━━━ Records for the exercise ━━━

use super::{error::SchemaViolation, fields::Fields};
use crate::document::{Body, JsonObject, Value};
use serde::Serialize;

const METHOD_BLOCK: &str = "method";
const DEFAULT_MOUNT_PREFIX: &str = "auth";
const KNOWN_FIELDS: &[&str] = &["type", "mount_path", "config"];

/// The way the agent authenticates against the secrets backend.
#[derive(Clone, Debug, PartialEq, Serialize)]
pub struct Method {
    /// The authentication method type, e.g. `aws-iam`.
    #[serde(rename = "type")]
    pub kind: String,

    /// The path the method is mounted at, without a trailing slash.
    pub mount_path: String,

    /// Method specific parameters.
    pub config: JsonObject,
}

/// Extract the single `method` block out of an `auto_auth` block.
pub(crate) fn extract_method(list: &Body) -> Result<Method, SchemaViolation> {
    let mut items = list.filter(METHOD_BLOCK);
    let (Some(item), None) = (items.next(), items.next()) else {
        return Err(SchemaViolation::ExactlyOneBlock(METHOD_BLOCK));
    };
    let Value::Object(body) = item.value() else {
        return Err(SchemaViolation::NotAnObject(METHOD_BLOCK));
    };
    let fields = Fields::new(body);

    let kind = fields.string("type")?.filter(|kind| !kind.is_empty()).ok_or(SchemaViolation::MissingMethodType)?;
    let mut mount_path = fields
        .string("mount_path")?
        .filter(|path| !path.is_empty())
        .unwrap_or_else(|| format!("{DEFAULT_MOUNT_PREFIX}/{kind}"));
    if mount_path.ends_with('/') {
        mount_path.pop();
    }

    // Anything we don't know about is handed over to the method as-is, unless `config` already sets it.
    let mut config = fields.object("config")?.unwrap_or_default();
    for (name, value) in body.to_json() {
        if !KNOWN_FIELDS.contains(&name.as_str()) {
            config.entry(name).or_insert(value);
        }
    }
    Ok(Method { kind, mount_path, config })
}
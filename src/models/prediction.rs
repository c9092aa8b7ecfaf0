//! Per-condition clinical inputs and stored prediction records.
//!
//! Field names serialize in camelCase to match the web client's forms.
//! Every numeric field is an `f64`; range checks live in
//! `risk::validation`, not in deserialization.

use chrono::{DateTime, Utc};
use serde::{Deserialize, Serialize};

use super::enums::RiskCategory;

#[derive(Debug, Clone, PartialEq, Serialize, Deserialize)]
#[serde(rename_all = "camelCase")]
pub struct DiabetesInput {
    pub age: f64,
    pub gender: String,
    pub family_history: bool,
    /// Fasting plasma glucose, mg/dL.
    pub glucose: f64,
    pub bmi: f64,
    /// Systolic, mmHg.
    pub blood_pressure: f64,
    /// Serum insulin, μU/mL.
    pub insulin: f64,
}

#[derive(Debug, Clone, PartialEq, Serialize, Deserialize)]
#[serde(rename_all = "camelCase")]
pub struct HeartDiseaseInput {
    pub age: f64,
    pub gender: String,
    pub chest_pain_type: String,
    pub blood_pressure: f64,
    /// Total cholesterol, mg/dL.
    pub cholesterol: f64,
    pub max_heart_rate: f64,
    pub fasting_blood_sugar: f64,
    pub exercise_angina: bool,
}

#[derive(Debug, Clone, PartialEq, Serialize, Deserialize)]
#[serde(rename_all = "camelCase")]
pub struct KidneyDiseaseInput {
    pub age: f64,
    pub blood_pressure: f64,
    /// Serum creatinine, mg/dL.
    pub creatinine: f64,
    /// Urine albumin grade, 0-5.
    pub albumin: f64,
    pub blood_sugar: f64,
    /// g/dL.
    pub hemoglobin: f64,
    /// Blood urea, mg/dL.
    pub urea: f64,
    /// mEq/L.
    pub sodium: f64,
    /// mEq/L.
    pub potassium: f64,
}

#[derive(Debug, Clone, PartialEq, Serialize, Deserialize)]
#[serde(rename_all = "camelCase")]
pub struct LiverDiseaseInput {
    pub age: f64,
    pub gender: String,
    pub total_bilirubin: f64,
    pub direct_bilirubin: f64,
    pub alkaline_phosphatase: f64,
    pub alt: f64,
    pub ast: f64,
    pub total_proteins: f64,
    pub albumin_globulin_ratio: f64,
}

/// A scored input set as persisted in its condition's table.
#[derive(Debug, Clone, PartialEq, Serialize)]
#[serde(rename_all = "camelCase")]
pub struct PredictionRecord<I> {
    pub id: i64,
    pub user_id: Option<i64>,
    #[serde(flatten)]
    pub input: I,
    pub risk_percentage: f64,
    pub risk_category: RiskCategory,
    pub created_at: DateTime<Utc>,
}
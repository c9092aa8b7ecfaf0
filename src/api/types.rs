//! Shared types for the HTTP API layer.

use std::collections::HashMap;
use std::path::PathBuf;
use std::sync::{Arc, Mutex};
use std::time::{Duration, Instant};

use rusqlite::Connection;

use crate::api::error::ApiError;
use crate::auth::SessionStore;
use crate::config::AppConfig;
use crate::db::{self, DatabaseError};
use crate::llm::{LlmClient, LlmError};

// ═══════════════════════════════════════════════════════════
// API context: shared state for the router
// ═══════════════════════════════════════════════════════════

/// Shared context for all API routes and middleware.
#[derive(Clone)]
pub struct ApiContext {
    pub db_path: PathBuf,
    pub sessions: Arc<Mutex<SessionStore>>,
    pub rate_limiter: Arc<Mutex<RateLimiter>>,
    /// `None` when no provider is configured.
    pub llm: Option<Arc<dyn LlmClient>>,
    pub secure_cookies: bool,
    pub trust_proxy: bool,
    pub password_iterations: u32,
}

impl ApiContext {
    pub fn new(config: &AppConfig, llm: Option<Arc<dyn LlmClient>>) -> Self {
        Self {
            db_path: config.db_path.clone(),
            sessions: Arc::new(Mutex::new(SessionStore::default())),
            rate_limiter: Arc::new(Mutex::new(RateLimiter::new())),
            llm,
            secure_cookies: config.secure_cookies,
            trust_proxy: config.trust_proxy,
            password_iterations: config.password_iterations,
        }
    }

    /// Open a connection for one request. Migrations are idempotent.
    pub fn open_db(&self) -> Result<Connection, DatabaseError> {
        db::open_database(&self.db_path)
    }

    pub fn llm(&self) -> Result<Arc<dyn LlmClient>, LlmError> {
        self.llm.clone().ok_or(LlmError::NotConfigured)
    }

    pub fn lock_sessions(&self) -> Result<std::sync::MutexGuard<'_, SessionStore>, ApiError> {
        self.sessions
            .lock()
            .map_err(|_| ApiError::Internal("session lock".into()))
    }
}

// ═══════════════════════════════════════════════════════════
// User context: injected by session middleware
// ═══════════════════════════════════════════════════════════

/// Logged-in user, present in request extensions when the session
/// cookie resolved to a live session.
#[derive(Debug, Clone, Copy, PartialEq, Eq)]
pub struct UserContext {
    pub user_id: i64,
}

// ═══════════════════════════════════════════════════════════
// Rate limiter: per-client sliding window
// ═══════════════════════════════════════════════════════════

pub const AI_REQUESTS_PER_MINUTE: u32 = 60;
pub const AI_REQUESTS_PER_HOUR: u32 = 600;

/// Checks between sweeps of idle clients.
const SWEEP_EVERY: u64 = 256;

const MINUTE: Duration = Duration::from_secs(60);
const HOUR: Duration = Duration::from_secs(3600);

/// Per-client rate limiter with per-minute and per-hour limits.
///
/// Clients with no request inside the last hour are dropped, so the map
/// only holds clients seen recently.
pub struct RateLimiter {
    windows: HashMap<String, Vec<Instant>>,
    per_minute: u32,
    per_hour: u32,
    checks: u64,
}

impl RateLimiter {
    pub fn new() -> Self {
        Self::with_limits(AI_REQUESTS_PER_MINUTE, AI_REQUESTS_PER_HOUR)
    }

    pub fn with_limits(per_minute: u32, per_hour: u32) -> Self {
        Self {
            windows: HashMap::new(),
            per_minute,
            per_hour,
            checks: 0,
        }
    }

    /// Check if a client is within rate limits. Returns `Ok(())` or
    /// `Err(retry_after_secs)` if exceeded.
    pub fn check(&mut self, client: &str) -> Result<(), u64> {
        self.check_at(client, Instant::now())
    }

    fn check_at(&mut self, client: &str, now: Instant) -> Result<(), u64> {
        self.checks += 1;
        if self.checks % SWEEP_EVERY == 0 {
            self.sweep(now);
        }

        let entries = self.windows.entry(client.to_string()).or_default();
        entries.retain(|ts| now.duration_since(*ts) < HOUR);

        let last_minute = entries
            .iter()
            .filter(|ts| now.duration_since(**ts) < MINUTE)
            .count() as u32;
        let verdict = if last_minute >= self.per_minute {
            Err(60)
        } else if entries.len() as u32 >= self.per_hour {
            Err(3600)
        } else {
            entries.push(now);
            Ok(())
        };

        // A rejected first request leaves nothing worth keeping.
        if entries.is_empty() {
            self.windows.remove(client);
        }
        verdict
    }

    /// Drop every client whose newest request is an hour old.
    fn sweep(&mut self, now: Instant) {
        self.windows.retain(|_, entries| {
            entries
                .last()
                .is_some_and(|ts| now.duration_since(*ts) < HOUR)
        });
    }

    /// Clients currently tracked.
    pub fn tracked_clients(&self) -> usize {
        self.windows.len()
    }
}

impl Default for RateLimiter {
    fn default() -> Self {
        Self::new()
    }
}

#[cfg(test)]
mod tests {
    use super::*;

    #[test]
    fn rate_limiter_allows_under_limit() {
        let mut limiter = RateLimiter::new();
        assert!(limiter.check("user:1").is_ok());
        assert!(limiter.check("user:1").is_ok());
    }

    #[test]
    fn rate_limiter_rejects_over_per_minute() {
        let mut limiter = RateLimiter::with_limits(2, 1000);
        assert!(limiter.check("user:1").is_ok());
        assert!(limiter.check("user:1").is_ok());
        assert_eq!(limiter.check("user:1"), Err(60));
    }

    #[test]
    fn rate_limiter_rejects_over_per_hour() {
        let mut limiter = RateLimiter::with_limits(100, 3);
        for _ in 0..3 {
            assert!(limiter.check("ip:10.0.0.1").is_ok());
        }
        assert_eq!(limiter.check("ip:10.0.0.1"), Err(3600));
    }

    #[test]
    fn rate_limiter_isolates_clients() {
        let mut limiter = RateLimiter::with_limits(1, 1000);
        assert!(limiter.check("user:1").is_ok());
        assert!(limiter.check("user:2").is_ok());
        assert_eq!(limiter.check("user:1"), Err(60));
    }

    #[test]
    fn idle_clients_are_swept() {
        let mut limiter = RateLimiter::with_limits(u32::MAX, u32::MAX);
        let start = Instant::now();
        limiter.check_at("ip:10.0.0.1", start).unwrap();
        limiter.check_at("ip:10.0.0.2", start).unwrap();
        assert_eq!(limiter.tracked_clients(), 2);

        // Busy client keeps checking until a sweep runs past the hour.
        let later = start + HOUR + Duration::from_secs(1);
        for _ in 0..SWEEP_EVERY {
            limiter.check_at("user:1", later).unwrap();
        }
        assert_eq!(limiter.tracked_clients(), 1);
    }

    #[test]
    fn recent_clients_survive_sweep() {
        let mut limiter = RateLimiter::with_limits(u32::MAX, u32::MAX);
        let start = Instant::now();
        limiter.check_at("ip:10.0.0.1", start).unwrap();

        let soon = start + Duration::from_secs(120);
        for _ in 0..SWEEP_EVERY {
            limiter.check_at("user:1", soon).unwrap();
        }
        assert_eq!(limiter.tracked_clients(), 2);
    }

    #[test]
    fn zero_limit_does_not_track_client() {
        let mut limiter = RateLimiter::with_limits(0, 10);
        assert_eq!(limiter.check("ip:10.0.0.9"), Err(60));
        assert_eq!(limiter.tracked_clients(), 0);
    }

    #[test]
    fn missing_llm_is_not_configured() {
        let config = AppConfig::from_lookup(|k| {
            (k == "HEALTHPREDICT_DB").then(|| "/tmp/unused.db".to_string())
        })
        .unwrap();
        let ctx = ApiContext::new(&config, None);
        assert!(matches!(ctx.llm(), Err(LlmError::NotConfigured)));
    }
}
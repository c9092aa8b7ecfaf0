//! Cookie session middleware.
//!
//! `resolve_session` runs on every API route and never rejects; it only
//! injects `UserContext` for downstream handlers. `require_auth` sits on
//! routes that need a logged-in user.

use axum::http::header::COOKIE;
use axum::http::{HeaderMap, Request};
use axum::middleware::Next;
use axum::response::{IntoResponse, Response};

use crate::api::error::ApiError;
use crate::api::types::{ApiContext, UserContext};
use crate::auth::session::token_from_cookies;

/// Session token carried in the `Cookie` headers, if any.
pub fn session_token(headers: &HeaderMap) -> Option<String> {
    headers
        .get_all(COOKIE)
        .iter()
        .filter_map(|v| v.to_str().ok())
        .find_map(token_from_cookies)
        .map(str::to_string)
}

/// Resolve the session cookie into a `UserContext`.
///
/// Accesses `ApiContext` from request extensions (injected by Extension layer).
pub async fn resolve_session(mut req: Request<axum::body::Body>, next: Next) -> Response {
    let ctx = req.extensions().get::<ApiContext>().cloned();

    if let (Some(ctx), Some(token)) = (ctx, session_token(req.headers())) {
        // MutexGuard is !Send; dropped before .await by the block scope
        let user_id = match ctx.sessions.lock() {
            Ok(mut sessions) => sessions.resolve(&token),
            Err(_) => return ApiError::Internal("session lock".into()).into_response(),
        };
        if let Some(user_id) = user_id {
            req.extensions_mut().insert(UserContext { user_id });
        }
    }

    next.run(req).await
}

/// Reject requests without a live session.
pub async fn require_auth(req: Request<axum::body::Body>, next: Next) -> Response {
    if req.extensions().get::<UserContext>().is_none() {
        return ApiError::Unauthorized.into_response();
    }
    next.run(req).await
}
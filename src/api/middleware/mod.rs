//! API middleware stack.
//!
//! Execution order (outermost → innermost):
//! 1. Session resolver: attaches `UserContext` when the cookie is live
//! 2. Audit logger: logs after session resolution, has user_id
//! 3. Auth gate: protected routes only
//! 4. Rate limiter: AI routes only, keyed by user or client address

pub mod audit;
pub mod auth;
pub mod rate;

━━━

** Task to carry out **
The line containing "Execution order (outermost" begins the span, and the last line of the records above ends it. Return that span exactly, and nothing outside it.

** The answer **
//! Execution order (outermost → innermost):
//! 1. Session resolver: attaches `UserContext` when the cookie is live
//! 2. Audit logger: logs after session resolution, has user_id
//! 3. Auth gate: protected routes only
//! 4. Rate limiter: AI routes only, keyed by user or client address

pub mod audit;
pub mod auth;
pub mod rate;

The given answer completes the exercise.